The "optimal" solution above also has a nice correspondence with a regular octagon overlapping the unit circle:

Here the red octagon corresponds to the above vector projection measure, extended over all octants. If maximum error of 5.2% and standard deviation of 2.3% over all points is fine by you, this is a sufficient replacement for the Euclidean norm.

Slightly different vectors result with differing criteria (although thanks to geometry, they all have the same direction). If one doesn't demand that mean measure over all points at a specific distance matches the Euclidean norm, there are multiple options.

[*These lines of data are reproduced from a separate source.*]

/// Trait for implementing custom merge operators
///
/// A merge operator defines how a MERGE operand combines with the value
/// below it. During compaction, the operands for a key are folded pairwise
/// from newest to oldest; that left-fold is the canonical reduction, so the
/// operator should be associative under it.
///
/// Merging never fails for well-formed operands: an operator that cannot
/// interpret its input must still produce a deterministic byte string (the
/// built-ins fall back to treating garbage as an empty contribution).
///
/// # Examples
///
/// ```ignore
/// struct BitOrMerge;
///
/// impl MergeOperator for BitOrMerge {
///     fn name(&self) -> &str {
///         "BitOrMerge"
///     }
///
///     fn merge(&self, _key: &[u8], newer: &[u8], older: &[u8]) -> Vec<u8> {
///         newer.iter().zip(older).map(|(a, b)| a | b).collect()
///     }
/// }
/// ```
pub trait MergeOperator: Send + Sync {
    /// Returns the name of this merge operator
    fn name(&self) -> &str;

    /// Combine `newer` with the `older` value or operand directly below it
    ///
    /// # Arguments
    /// * `key` - The user key being merged
    /// * `newer` - The accumulated value, written later than `older`
    /// * `older` - The value or operand written earlier
    fn merge(&self, key: &[u8], newer: &[u8], older: &[u8]) -> Vec<u8>;
}

/// Built-in merge operator for integer counters
///
/// Interprets both sides as decimal i64 and adds them. Unparseable bytes
/// count as zero.
pub struct CounterMerge;

impl CounterMerge {
    fn parse(bytes: &[u8]) -> i64 {
        std::str::from_utf8(bytes)
            .ok()
            .and_then(|s| s.parse::<i64>().ok())
            .unwrap_or(0)
    }
}

impl MergeOperator for CounterMerge {
    fn name(&self) -> &str {
        "CounterMerge"
    }

    fn merge(&self, _key: &[u8], newer: &[u8], older: &[u8]) -> Vec<u8> {
        let sum = Self::parse(newer).wrapping_add(Self::parse(older));
        sum.to_string().into_bytes()
    }
}

/// Built-in merge operator that joins operands in write order
///
/// The older side lands before the newer side, so the fully folded value
/// reads chronologically.
pub struct StringAppendMerge {
    delimiter: String,
}

impl StringAppendMerge {
    pub fn new(delimiter: impl Into<String>) -> Self {
        StringAppendMerge {
            delimiter: delimiter.into(),
        }
    }
}

impl Default for StringAppendMerge {
    fn default() -> Self {
        StringAppendMerge::new("")
    }
}

impl MergeOperator for StringAppendMerge {
    fn name(&self) -> &str {
        "StringAppendMerge"
    }

    fn merge(&self, _key: &[u8], newer: &[u8], older: &[u8]) -> Vec<u8> {
        let mut result = Vec::with_capacity(older.len() + self.delimiter.len() + newer.len());
        result.extend_from_slice(older);
        result.extend_from_slice(self.delimiter.as_bytes());
        result.extend_from_slice(newer);
        result
    }
}

#[cfg(test)]
mod tests {
    use super::*;

    #[test]
    fn test_counter_merge_adds() {
        let merge = CounterMerge;
        assert_eq!(merge.merge(b"counter", b"5", b"10"), b"15".to_vec());
        assert_eq!(merge.merge(b"counter", b"-2", b"3"), b"1".to_vec());
    }

    #[test]
    fn test_counter_merge_garbage_is_zero() {
        let merge = CounterMerge;
        assert_eq!(merge.merge(b"counter", b"oops", b"10"), b"10".to_vec());
    }

    #[test]
    fn test_string_append_write_order() {
        let merge = StringAppendMerge::new(",");
        // older operand first, newer second
        assert_eq!(merge.merge(b"log", b"new", b"old"), b"old,new".to_vec());
    }

    #[test]
    fn test_string_append_fold_is_chronological() {
        let merge = StringAppendMerge::new(",");
        // Fold newest-to-oldest the way compaction does: acc=v3, then v2,
        // then v1. The result must read v1,v2,v3.
        let acc = merge.merge(b"log", b"v3", b"v2");
        let acc = merge.merge(b"log", &acc, b"v1");
        assert_eq!(acc, b"v1,v2,v3".to_vec());
    }

    #[test]
    fn test_string_append_no_delimiter() {
        let merge = StringAppendMerge::default();
        assert_eq!(merge.merge(b"log", b"World", b"Hello"), b"HelloWorld".to_vec());
    }
}
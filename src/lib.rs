pub mod compaction;
pub mod iterator;
pub mod key;
pub mod merge;
pub mod rangedel;
pub mod statistics;
pub mod util;

pub use compaction::{snapshot_index, CompactionIter};
pub use iterator::{InternalIterator, VecIterator};
pub use key::{InternalKey, InternalKeyRef, ValueKind, SEQ_NUM_MAX};
pub use merge::{CounterMerge, MergeOperator, StringAppendMerge};
pub use rangedel::{FragmentSink, Fragmenter, Tombstone};
pub use statistics::CompactionStats;
pub use util::{Arena, BytewiseComparator, Comparator, Result, Status};
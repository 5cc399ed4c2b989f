use bumpalo::Bump;

/// Region allocator for bytes that must outlive the input iterator.
///
/// Range-deletion tombstones survive inside the fragmenter until the writer
/// drains them, long after the input slices they were parsed from have been
/// invalidated. Cloning each key onto the heap would churn the allocator once
/// per tombstone; instead the compaction task owns an `Arena` and the
/// iterator copies tombstone keys into it. The whole region is released at
/// once when the task drops the arena.
#[derive(Default)]
pub struct Arena {
    bump: Bump,
}

impl Arena {
    pub fn new() -> Self {
        Arena { bump: Bump::new() }
    }

    /// Copy `data` into the arena, returning a slice that lives as long as
    /// the arena itself.
    pub fn alloc_slice<'a>(&'a self, data: &[u8]) -> &'a [u8] {
        self.bump.alloc_slice_copy(data)
    }

    /// Bytes currently allocated, for accounting
    pub fn allocated_bytes(&self) -> usize {
        self.bump.allocated_bytes()
    }

    /// Release every allocation. Requires exclusive access, so this can only
    /// happen between compactions.
    pub fn reset(&mut self) {
        self.bump.reset();
    }
}
mod arena;
mod comparator;
mod status;

pub use arena::Arena;
pub use comparator::{BytewiseComparator, Comparator};
pub use status::{Code, Result, Status};
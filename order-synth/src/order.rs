use chrono::NaiveDateTime;
use rust_decimal::Decimal;
use serde::{Deserialize, Serialize};

pub const NUM_DECIMAL_PLACES: u32 = 2;

/// The fixed categorical set for `Product Category`.
pub const PRODUCT_CATEGORIES: [&str; 5] = ["Electronics", "Clothing", "Books", "Home", "Sports"];

/// Raw country spellings with deliberately inconsistent casing and
/// abbreviations. These are written out as-is, never normalized.
pub const COUNTRIES_RAW: [&str; 12] = [
    "usa",
    "U.S.A.",
    "United States",
    "UK",
    "U.K.",
    "United Kingdom",
    "canada",
    "Canada",
    "ger",
    "Germany",
    "fr",
    "France",
];

const DATE_FORMAT: &str = "%Y-%m-%d %H:%M:%S";

/// One row of the customer-orders table. Field order matches the CSV
/// column order; a missing `Total Amount` serializes as an empty field.
#[derive(Debug, Clone, PartialEq, Eq, Serialize, Deserialize)]
pub struct OrderRecord {
    #[serde(rename = "Order ID")]
    pub order_id: String,
    #[serde(rename = "Customer Name")]
    pub customer_name: String,
    #[serde(rename = "Order Date", with = "order_date_format")]
    pub order_date: NaiveDateTime,
    #[serde(rename = "Product Category")]
    pub product_category: String,
    #[serde(rename = "Quantity")]
    pub quantity: u32,
    #[serde(rename = "Price")]
    pub price: Decimal,
    #[serde(rename = "Total Amount")]
    pub total_amount: Option<Decimal>,
    #[serde(rename = "Country")]
    pub country: String,
}

impl OrderRecord {
    /// `Price * Quantity`, the value `Total Amount` holds when it is not
    /// nulled out.
    #[must_use]
    pub fn computed_total(&self) -> Decimal {
        self.price * Decimal::from(self.quantity)
    }
}

mod order_date_format {
    use chrono::NaiveDateTime;
    use serde::{Deserialize, Deserializer, Serializer};

    use super::DATE_FORMAT;

    pub fn serialize<S>(date: &NaiveDateTime, serializer: S) -> Result<S::Ok, S::Error>
    where
        S: Serializer,
    {
        serializer.serialize_str(&date.format(DATE_FORMAT).to_string())
    }

    pub fn deserialize<'de, D>(deserializer: D) -> Result<NaiveDateTime, D::Error>
    where
        D: Deserializer<'de>,
    {
        let value = String::deserialize(deserializer)?;
        NaiveDateTime::parse_from_str(&value, DATE_FORMAT).map_err(serde::de::Error::custom)
    }
}
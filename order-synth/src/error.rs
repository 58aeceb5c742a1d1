use std::io;

use thiserror::Error;

#[derive(Error, Debug)]
pub enum SynthError {
    #[error("CSV Error")]
    CsvError(#[from] csv::Error),
    #[error("I/O Error")]
    IoError(#[from] io::Error),
}
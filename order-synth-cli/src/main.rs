use std::error::Error;

use log::debug;

use order_synth::synth::{
    shuffle_orders, write_orders, OrderSynthesizer, DEFAULT_SEED, DUPLICATE_COUNT, NUM_ROWS,
};

const RAW_OUTPUT: &str = "customer_orders_raw.csv";
const DIRTY_OUTPUT: &str = "customer_orders_dirty.csv";

fn main() -> Result<(), Box<dyn Error>> {
    env_logger::init();

    let mut synth = OrderSynthesizer::with_seed(DEFAULT_SEED);

    let clean = synth.generate_clean(NUM_ROWS);
    write_orders(RAW_OUTPUT, &clean)?;
    println!("Raw dataset saved with {} rows", clean.len());

    let duplicates = synth.duplicate_rows(&clean, DUPLICATE_COUNT);
    let original_count = clean.len();
    let duplicate_count = duplicates.len();

    let mut combined = clean;
    combined.extend(duplicates);
    shuffle_orders(&mut combined, DEFAULT_SEED);
    debug!("shuffled {} combined rows", combined.len());
    write_orders(DIRTY_OUTPUT, &combined)?;

    println!("Original rows: {original_count}");
    println!("Duplicate rows added: {duplicate_count}");
    println!("Total rows with duplicates: {}", combined.len());
    println!("Dataset with duplicates saved to '{DIRTY_OUTPUT}'");

    Ok(())
}
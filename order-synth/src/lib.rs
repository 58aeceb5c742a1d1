#![deny(rust_2018_idioms)]
#![deny(clippy::correctness)]
#![deny(clippy::perf)]
#![deny(clippy::all)]
#![deny(clippy::pedantic)]
#![allow(clippy::module_name_repetitions)]

pub mod error;
pub mod order;
pub mod synth;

For instance, for the minimal maximum error measured in relative terms:

$$\frac{4}{2+\sqrt{2+\sqrt{2}}} \binom{\cos \left(\frac{\pi }{8}\right)}{\sin \left(\frac{\pi }{8}\right)} \approx \binom{0.960434}{0.397825}$$

One for the minimal maximum error measured by logarithm:

$$\sqrt[4]{4-2 \sqrt{2}} \binom{\cos \left(\frac{\pi }{8}\right)}{\sin \left(\frac{\pi }{8}\right)} \approx \binom{0.961187}{0.398136}$$

And one which minimises the standard error:

$$\frac{8 \sqrt{2-\sqrt{2}}}{2 \sqrt{2}+\pi } \binom{\cos \left(\frac{\pi }{8}\right)}{\sin \left(\frac{\pi }{8}\right)} \approx \binom{0.947544}{0.392485}$$

The benefit of the Indian approximation is the easy terms for manual calculation, but it's obviously worse in accuracy, especially the obvious 12.5% maximum error.

Answer 6

If we start with the following pythagorean triplet $$ m^2 + n^2 , m^2 - n^2 , 2mn$$ Then your method produces, $$ m^2+n^2=\frac{7}{8} \times(m^2-n^2)+mn$$ $$\frac{m^2}{8}+\frac{15}{8}\times n^2 - mn=0$$ $$m^2-8mn+15n^2=0$$ $$(m-3n)(m-5n)=0$$ So, the method above will work perfectly for above pythagorean triplets with m=3n or m=5n.

Answer 7

I am providing a simple method to compute Hypotenuse without computing square root. Take the longer side as A and smaller side as B.

If A >= B/2, then use the formula given above: Hypotenuse = 7/8* A + B/2

If A < B/2, then use the following formula: Hypotenuse = A + B^2/(2*A)

This should give a reasonably good estimate.

If you are looking for still better results, then use Hypotenuse = 0.81A + 0.6B if A and B are nearly equal.